Я совсем забыла записать финал драмы Лотти – она влюблена в пастуха из Торп-ле-Сокена[230]! Это выяснилось в результате многочасового бурного спора с Нелли. Это все объясняет и оправдывает, так что мы по личным соображениям очень довольны. Однако несчастной бедняжке Карин куда хуже: ей во время операции задели лицевой нерв, и теперь ее лицо наполовину парализовано[231]. Насколько я понимаю, она не может толком говорить. Она отказывается видеть детей, боясь напугать их. Очередной удар судьбы, вероятно, может отправить ее в нокаут, если только она каким-то образом не найдет выход, как это обычно бывает у других людей. Мое отношение к Карин смягчается. Я задумываюсь о ее мужестве.

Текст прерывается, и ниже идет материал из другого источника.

//! Strategic document review result.
//!
//! # Invariants
//! - `alignment_score` is within `0..=100`.

use serde::{Deserialize, Serialize};

/// Verdict on how well an uploaded document fits the active goals.
#[derive(Debug, Clone, PartialEq, Eq, Serialize, Deserialize)]
#[serde(rename_all = "camelCase")]
pub struct DocAnalysis {
    pub alignment_score: u8,
    /// Short verdict label, for example `Aligned`.
    pub status: String,
    /// Conflicts with goals or principles.
    pub issues: Vec<String>,
    /// Evidence the document should provide but does not.
    pub missing_data: Vec<String>,
}

impl DocAnalysis {
    pub fn new(
        alignment_score: u8,
        status: impl Into<String>,
        issues: Vec<String>,
        missing_data: Vec<String>,
    ) -> Self {
        Self {
            alignment_score: alignment_score.min(100),
            status: status.into(),
            issues,
            missing_data,
        }
    }
}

Но как же быстро проходит сильное чувство симпатии, а она вновь становится человеком, которого постоянно и просто мысленно жалеешь. Однако потом симпатия возродится, ведь мы живем на Тависток-сквер, по соседству, и любая встреча лишь усугубит страх за свое собственное лицо.

Вулфы вернулись на Тависток-сквер в пятницу 2 октября. К понедельнику Вирджиния почувствовала себя настолько плохо, что ей вызвали врача, Элинор Рендел, и до конца ноября она болела, то лежала, то вставала, время от времени совершала прогулки или поездки с Леонардом и принимала очень ограниченное число посетителей. Ей удалось написать эссе “О болезни” для “New Criterion” Т.С. Элиота, а также несколько рецензий для “Nation & Athenaeum”.

27 ноября, пятница.

Какая пустота! По возвращении я рухнула в постель – вернее, Элли[232] уложила меня, – и так пролежала полдня. Мой первый вечер вне дома будет на следующей неделе, когда я пойду на балет. Один посетитель в день. Еще два дня назад я ложилась спать в пять вечера. Так что гости опять стали для меня висящими на стенах портретами. В целом я не была несчастна, но и счастьем это не назвать; слишком сильный дискомфорт; недомогание (лечится немедленным приемом пищи); пульсирующая боль в затылке, как будто грызут крысы; один или два приступа страха; а еще усталость всего тела – оно лежало словно мятый халат. Порой я чувствовала себя старой и немощной. Мадж[233] умерла. Покопавшись в своих чувствах, я не нашла ничего лучше старых листьев. Ее письма уничтожили реальность, растратили блеск и тепло. Отвратительное время, которое выедает сердце и оставляет тело. Насколько мне известно, в Хайгейте ее похоронили с охапкой веток. Я подъехала к воротам и увидела, как Несса и Леонард, словно пара набитых чучел, вошли внутрь.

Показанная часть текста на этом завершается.